Limited, low-certainty evidence for pharmacological treatments used alone or adjunctively in painful intra-articular temporomandibular disorders: a systematic review and network meta-analysis
摘要
Temporomandibular joint (TMJ) disc displacements (DD) and osteoarthritis (OA) are types of intra-articular temporomandibular disorders (iTMDs) commonly accompanied by pain and dysfunction. We systematically evaluated the literature to determine the comparative effectiveness of treatments for painful iTMDs. We searched seven databases for randomized clinical trials (RCTs) evaluating the effect of medications, used alone or adjunctively, on pain intensity and mouth opening. Risk of bias and certainty of evidence were assessed using Cochrane’s RoB 2.0 tool and the CINeMA approach. Data were synthesized using frequentist network meta-analyses. We included twenty-three RCTs involving 1264 patients. In TMJ-DDs, multiple interventions demonstrated statistically significant short-term (≤ 3 months) pain reductions, with only MESNA (sodium 2-mercaptoethanesulfonate) and arthrocentesis with hyaluronic acid (HA) also showing statistically significant effects in the long-term (> 3 months). Several interventions were also associated with statistically significant improvements in mouth opening. In TMJ-OA, palmitoylethanolamide and avocado-soybean extract showed statistically significant short-term pain reductions, while glucosamine hydrochloride or glucosamine sulfate combined with HA were associated with statistically significant long-term improvements in pain and mouth opening.

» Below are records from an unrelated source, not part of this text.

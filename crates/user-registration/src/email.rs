//! Email address validation.

use std::sync::OnceLock;

use regex::Regex;
use serde_json::Value;

use crate::error::{ClassifiedError, ErrorCode};
use crate::markup::contains_script_markup;
use crate::raw::RawInput;

/// Maximum allowed length for an email address, in characters.
pub const EMAIL_MAX_LENGTH: usize = 254;

static EMAIL_RE: OnceLock<Regex> = OnceLock::new();

fn email_regex() -> &'static Regex {
    EMAIL_RE.get_or_init(|| {
        Regex::new(r"^[a-zA-Z0-9._+-]+@[a-zA-Z0-9.-]+\.[a-zA-Z]{2,}$")
            .unwrap_or_else(|error| panic!("email regex failed to compile: {error}"))
    })
}

fn invalid_format(message: &str) -> ClassifiedError {
    ClassifiedError::new(ErrorCode::InvalidEmailFormat, message)
}

/// Validate an email address typed as a string.
///
/// The accepted shape is `local@domain.tld`: the local part uses letters,
/// digits, and `._+-` without consecutive, leading, or trailing dots; the
/// domain uses letters, digits, `.` and `-`; the top-level domain has at
/// least two letters.
///
/// # Errors
///
/// Returns a [`ClassifiedError`] coded `MISSING_EMAIL`,
/// `INVALID_EMAIL_FORMAT`, `EMAIL_TOO_LONG`, or `XSS_DETECTED`.
///
/// # Examples
/// ```
/// use user_registration::{ErrorCode, validate_email};
///
/// assert!(validate_email("jean.dupont@example.com").is_ok());
/// let err = validate_email("user..name@example.com").expect_err("consecutive dots");
/// assert_eq!(err.code(), ErrorCode::InvalidEmailFormat);
/// ```
pub fn validate_email(value: &str) -> Result<(), ClassifiedError> {
    if value.is_empty() {
        return Err(ClassifiedError::new(
            ErrorCode::MissingEmail,
            "Email address is required",
        ));
    }
    if value.trim().is_empty() {
        return Err(ClassifiedError::new(
            ErrorCode::MissingEmail,
            "Email address cannot be only whitespace",
        ));
    }
    if value.trim() != value {
        return Err(invalid_format(
            "Email address must not have leading or trailing whitespace",
        ));
    }
    if value.chars().count() > EMAIL_MAX_LENGTH {
        return Err(ClassifiedError::new(
            ErrorCode::EmailTooLong,
            format!("Email address must not exceed {EMAIL_MAX_LENGTH} characters"),
        ));
    }

    if contains_script_markup(value) {
        return Err(ClassifiedError::new(
            ErrorCode::XssDetected,
            "Potential XSS injection detected. HTML tags and JavaScript are not allowed in email",
        ));
    }

    if !email_regex().is_match(value) {
        return Err(invalid_format(
            "Email address must be in a valid format (example@domain.com)",
        ));
    }

    // The pattern admits exactly one `@`.
    let local_part = value.split_once('@').map_or(value, |(local, _)| local);
    if local_part.contains("..") {
        return Err(invalid_format(
            "Email address cannot have consecutive dots in local part",
        ));
    }
    if local_part.starts_with('.') || local_part.ends_with('.') {
        return Err(invalid_format(
            "Email address local part cannot start or end with a dot",
        ));
    }

    Ok(())
}

/// Validate a raw record value as an email address.
///
/// Absent or `null` values are `MISSING_EMAIL`; non-string values are
/// `INVALID_EMAIL_TYPE`; strings go through [`validate_email`].
///
/// # Errors
///
/// Returns the first [`ClassifiedError`] raised for the value.
pub fn validate_email_value(value: Option<&Value>) -> Result<(), ClassifiedError> {
    match RawInput::classify(value) {
        RawInput::Absent => Err(ClassifiedError::new(
            ErrorCode::MissingEmail,
            "Email address is required",
        )),
        RawInput::Other => Err(ClassifiedError::new(
            ErrorCode::InvalidEmailType,
            "Email address must be a string",
        )),
        RawInput::Text(text) => validate_email(text),
    }
}
//! Error types for the `check-registration` command.

use std::path::PathBuf;

use thiserror::Error;

use crate::settings::ConfigError;

/// Failures that stop the command before a report can be produced.
#[derive(Debug, Error)]
pub enum CheckError {
    /// Settings could not be loaded from the environment or config files.
    #[error("failed to load settings: {message}")]
    Settings {
        /// Loader diagnostic.
        message: String,
    },
    /// Loaded settings named an unknown shape or format, or a bad pattern.
    #[error(transparent)]
    Config(#[from] ConfigError),
    /// The `--input` file could not be read.
    #[error("failed to read '{path}': {message}")]
    Input {
        /// Path as supplied.
        path: PathBuf,
        /// Filesystem diagnostic.
        message: String,
    },
    /// Standard input could not be read.
    #[error("failed to read stdin: {0}")]
    Stdin(#[source] std::io::Error),
    /// The record is not a JSON document.
    #[error("record is not valid JSON: {0}")]
    Json(#[source] serde_json::Error),
    /// The field errors could not be rendered.
    #[error("failed to render report: {0}")]
    Report(#[source] serde_json::Error),
}

impl CheckError {
    /// Process exit status for any failure to produce a report.
    pub const EXIT_CODE: u8 = 2;
}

No intervention showed significant short-term effects on mouth opening in TMJ-OA. For both TMJ-DD and OA, estimates were generally supported by low or very low certainty of evidence and were below the minimal clinically important difference. Overall, the evidence indicates limited and inconsistent clinical benefits, and no available treatment can be recommended with confidence. This study highlights the urgent need for additional high-quality RCTs to generate robust and clinically meaningful evidence to guide practice in painful iTMDs.